A Walk West

FTLComm - Tisdale - April 6, 2001
Though it was still only about four degrees above freezing it was a fine evening and a good change to get outside. There is a simplicity in going for a walk, you get to make choices, choices that will determine what you will see and what you will think about but we rarely ponder these choices and in this case for me it is automatic. East is fine, North is okay and South is interesting but when the sun it setting there is only one direction to go and that is West. With only a block from the edge of town this decision had the distinct possiblity of producing a short walk.

At the end of the Street I looked back into Tisdale and took the picture seen above with the sun behind me and the spring street to the East. I then ambled off across some grass through two ditches and found myself on a stubble field of last year's canola. This time last year or the year before such a field would have been powder dry but this year it was only the mulch from last years harvest that prevented me from descending into a mire.
A few hundred yards of squishy stubble field and then I came to the ditch by the CP rail line with still hip deep snow. Careful stepping only saw me sink to mid thigh twice. Once up on the track it was a place just begging to be photographed. The sky, the setting sun the monoscape of flat land all around so below is a QuickTime VR panorama of that scene as you begin looking North and swing all around to see what the town looks like from this view point. (As stated before if this scene appears on your screen vertically you do not have QuickTime loaded in your machine download the free viewer and you will be able to enjoy this scene and QuickTime movies as well. Microsoft's media player is incapable of displaying a virtual reality scene.)
 

(The apparent break in the rail looking North and the extra rail looking South are both anomolies from the blending process of combining many pictures together to present this scene as a panorama)

Now wanting to temp fate any more I chose not to return over the soft field but would walk home on the railway track.

In the one block length of CP track I encountered eight destroyed tyes like this one (on the right) and it is easy to see that the road bed has been moving up and down as you can see countless spikes standing well above the rails they are suppose to be holding down in place. Railway tracks will work up and down as a train passes over them and if the road bed is soft the damage can rapidly increase often this sort of thing leads to derailments.
 

Southern Saskatchewan has had several derailments this winter included two in the Wilcox area due to broken rails. This CP line has heavy steel in it but the rails are in tough shape. In this one block of distance several badly deformed rail ends were seen and these two almost opposite one another were photographed.

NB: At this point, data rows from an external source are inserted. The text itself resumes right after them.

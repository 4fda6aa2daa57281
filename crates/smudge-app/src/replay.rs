//! Drives a [`CanvasRegistry`] from a scene script, acting as its host
//! surface.

use crate::error::{ReplayError, ReplayResult};
use crate::script::{SceneScript, ScriptEvent};
use kurbo::Point;
use serde::Serialize;
use smudge_core::{CanvasContext, CanvasIndex, CanvasRegistry, RegistryError, Shape, SurfaceEvent};
use uuid::Uuid;

/// Final state of one canvas.
#[derive(Debug, Clone, Serialize)]
pub struct CanvasReport {
    pub index: CanvasIndex,
    pub id: Uuid,
    pub image_source: Option<String>,
    /// CSS color hosts draw the stroke outline with.
    pub border_color: String,
    /// CSS color hosts fill the stroke with.
    pub fill_color: String,
    pub shapes: Vec<Shape>,
    /// Stroke still in progress when the script ended.
    pub active_points: Vec<Point>,
}

impl From<&CanvasContext> for CanvasReport {
    fn from(ctx: &CanvasContext) -> Self {
        Self {
            index: ctx.index(),
            id: ctx.id(),
            image_source: ctx.settings().image_source.clone(),
            border_color: ctx.settings().border_color.to_css(),
            fill_color: ctx.settings().fill_color.to_css(),
            shapes: ctx.store().shapes().to_vec(),
            active_points: ctx.store().active_points().to_vec(),
        }
    }
}

/// Everything a replay produced.
#[derive(Debug, Clone, Serialize)]
pub struct ReplayReport {
    pub canvases: Vec<CanvasReport>,
    /// Every event the engine emitted, in order.
    pub events: Vec<SurfaceEvent>,
}

impl ReplayReport {
    /// Serialize the report as pretty JSON.
    pub fn to_json(&self) -> ReplayResult<String> {
        serde_json::to_string_pretty(self).map_err(|e| ReplayError::Serialization(e.to_string()))
    }
}

/// Register the script's canvases and feed it every event.
pub fn run(script: &SceneScript) -> ReplayResult<ReplayReport> {
    let mut registry = CanvasRegistry::with_dialog_options(script.dialog.clone());
    for settings in &script.canvases {
        registry.register(settings.clone());
    }

    let mut events = Vec::new();
    for (step, event) in script.events.iter().enumerate() {
        apply(&mut registry, step, event)?;
        events.extend(registry.poll_events());
    }
    log::info!(
        "Replayed {} events over {} canvases",
        script.events.len(),
        registry.len()
    );

    Ok(ReplayReport {
        canvases: registry.canvases().map(CanvasReport::from).collect(),
        events,
    })
}

fn apply(registry: &mut CanvasRegistry, step: usize, event: &ScriptEvent) -> ReplayResult<()> {
    let at_step = |source: RegistryError| ReplayError::Registry { step, source };

    match event {
        ScriptEvent::GestureStart { canvas } => registry.gesture_start(*canvas).map_err(at_step)?,
        ScriptEvent::GestureSample { canvas, x, y } => {
            registry
                .gesture_sample(*canvas, Point::new(*x, *y))
                .map_err(at_step)?;
        }
        ScriptEvent::GestureEnd { canvas } => {
            registry.gesture_end(*canvas).map_err(at_step)?;
        }
        ScriptEvent::Stroke { canvas, points } => {
            registry.gesture_start(*canvas).map_err(at_step)?;
            for &[x, y] in points {
                registry
                    .gesture_sample(*canvas, Point::new(x, y))
                    .map_err(at_step)?;
            }
            registry.gesture_end(*canvas).map_err(at_step)?;
        }
        ScriptEvent::Undo { canvas } => {
            registry.undo(*canvas).map_err(at_step)?;
        }
        ScriptEvent::Reset { canvas } => registry.reset(*canvas).map_err(at_step)?,
        ScriptEvent::SecondaryClick { canvas, x, y } => {
            registry
                .secondary_click(*canvas, Point::new(*x, *y))
                .map_err(at_step)?;
        }
        ScriptEvent::AnnotationText { text } => {
            if !registry.annotation_text_changed(text.as_str()) {
                return Err(ReplayError::Annotation {
                    step,
                    action: "annotation_text",
                });
            }
        }
        ScriptEvent::AnnotationSubmit => {
            registry.annotation_submit().ok_or(ReplayError::Annotation {
                step,
                action: "annotation_submit",
            })?;
        }
        ScriptEvent::AnnotationDismiss => {
            registry.annotation_dismiss().ok_or(ReplayError::Annotation {
                step,
                action: "annotation_dismiss",
            })?;
        }
    }
    Ok(())
}

#[cfg(test)]
mod tests {
    use super::*;
    use smudge_core::{AnnotationError, CloseReason};

    fn replay(json: &str) -> ReplayResult<ReplayReport> {
        run(&SceneScript::from_json(json).unwrap())
    }

    #[test]
    fn test_annotate_then_undo() {
        let report = replay(
            r#"{
                "canvases": [{ "annotation_enabled": true }],
                "events": [
                    { "type": "stroke", "canvas": 0, "points": [[0, 0], [10, 0], [10, 10], [0, 10]] },
                    { "type": "secondary_click", "canvas": 0, "x": 5, "y": 5 },
                    { "type": "annotation_text", "text": "tree" },
                    { "type": "annotation_submit" }
                ]
            }"#,
        )
        .unwrap();

        let shapes = &report.canvases[0].shapes;
        assert_eq!(shapes.len(), 1);
        assert_eq!(shapes[0].annotation(), Some("tree"));
        assert!(report.events.iter().any(|e| matches!(
            e,
            SurfaceEvent::AnnotationClosed { reason: CloseReason::Submitted, shape: 1, .. }
        )));

        let report = replay(
            r#"{
                "canvases": [{}],
                "events": [
                    { "type": "stroke", "canvas": 0, "points": [[0, 0], [10, 0], [10, 10], [0, 10]] },
                    { "type": "undo", "canvas": 0 },
                    { "type": "undo", "canvas": 0 }
                ]
            }"#,
        )
        .unwrap();
        assert!(report.canvases[0].shapes.is_empty());
    }

    #[test]
    fn test_unfinished_stroke_reported() {
        let report = replay(
            r#"{
                "canvases": [{ "image_source": "a.jpg" }, { "image_source": "b.jpg" }],
                "events": [
                    { "type": "gesture_start", "canvas": 1 },
                    { "type": "gesture_sample", "canvas": 1, "x": 1.4, "y": 2.6 },
                    { "type": "gesture_sample", "canvas": 1, "x": 2, "y": 3 }
                ]
            }"#,
        )
        .unwrap();

        assert_eq!(report.canvases.len(), 2);
        assert_eq!(report.canvases[1].image_source.as_deref(), Some("b.jpg"));
        assert_eq!(report.canvases[1].active_points, vec![Point::new(1.0, 3.0)]);
        assert!(report.canvases[0].active_points.is_empty());
    }

    #[test]
    fn test_unknown_canvas_reports_step() {
        let err = replay(
            r#"{ "canvases": [{}], "events": [
                { "type": "undo", "canvas": 0 },
                { "type": "gesture_start", "canvas": 2 }
            ] }"#,
        )
        .unwrap_err();

        assert!(matches!(
            err,
            ReplayError::Registry {
                step: 1,
                source: RegistryError::UnknownCanvas(c),
            } if c.get() == 2
        ));
    }

    #[test]
    fn test_submit_without_dialog() {
        let err = replay(r#"{ "canvases": [{}], "events": [{ "type": "annotation_submit" }] }"#)
            .unwrap_err();
        assert!(matches!(
            err,
            ReplayError::Annotation { step: 0, action: "annotation_submit" }
        ));
    }

    #[test]
    fn test_second_dialog_rejected() {
        let err = replay(
            r#"{
                "canvases": [{ "annotation_enabled": true }],
                "events": [
                    { "type": "stroke", "canvas": 0, "points": [[0, 0], [10, 0], [10, 10], [0, 10]] },
                    { "type": "secondary_click", "canvas": 0, "x": 5, "y": 5 },
                    { "type": "secondary_click", "canvas": 0, "x": 5, "y": 5 }
                ]
            }"#,
        )
        .unwrap_err();

        assert!(matches!(
            err,
            ReplayError::Registry {
                step: 2,
                source: RegistryError::Annotation(AnnotationError::AlreadyOpen { shape: 1, .. })
            }
        ));
    }

    #[test]
    fn test_report_json() {
        let report = replay(
            r#"{ "canvases": [{}], "events": [
                { "type": "stroke", "canvas": 0, "points": [[0, 0], [10, 0], [10, 10]] }
            ] }"#,
        )
        .unwrap();

        let value: serde_json::Value = serde_json::from_str(&report.to_json().unwrap()).unwrap();
        assert_eq!(value["canvases"][0]["index"], 0);
        assert_eq!(value["canvases"][0]["shapes"][0]["id"], 1);
        assert_eq!(value["canvases"][0]["border_color"], "rgb(255, 255, 255)");
        assert_eq!(value["canvases"][0]["fill_color"], "rgba(0, 0, 0, 0.3)");
        assert!(value["canvases"][0]["id"].as_str().is_some_and(|id| id.len() == 36));
        assert_eq!(value["events"][0]["type"], "active_shape_changed");
    }
}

The end of a rail takes considerable pounding from heavy loads and the ball (top) of the rail will deform spreading out and this of course increases the impact of each passing
 

wheel to the point that the rate of damage increases and ultimately failure will occur.

In the picture on the right you will notice that pieces of steel have left the rail and both ends of the joint are hammered out.

With conditions like this trains have to reduce speed considerably to prevent knocking out the track from under them. But the real danger for a community is the possiblity of hazardous commodities being carried in a train and the track giving way, spilling dangerous chemicals into the environment.
 
 

This is a "daimond" a railway crossing railway with the CN line going East and West and the CP line passing North to South. These are expensive structures and have a high potential for causing a derailment. Often when worn these things are changed as a single unit, but from the pieces nearby it is likely that this one has been repaired many times to keep it safe.

However as you can see the little arrow points to a clean break in an outer support to this structure. There is a good chance that this break alone is not a serious danger as this piece of equipment has built into it a good deal of strength and redundancy but it does suggest a need to be checked out.
Having spent a bit of time working on the railway in another time, I can see that both lines were straight and have great ballast but the CP line looks like it certainly could use some work. The steel on the CN line is lighter but its tyes are excellent and in general it is in much better repair.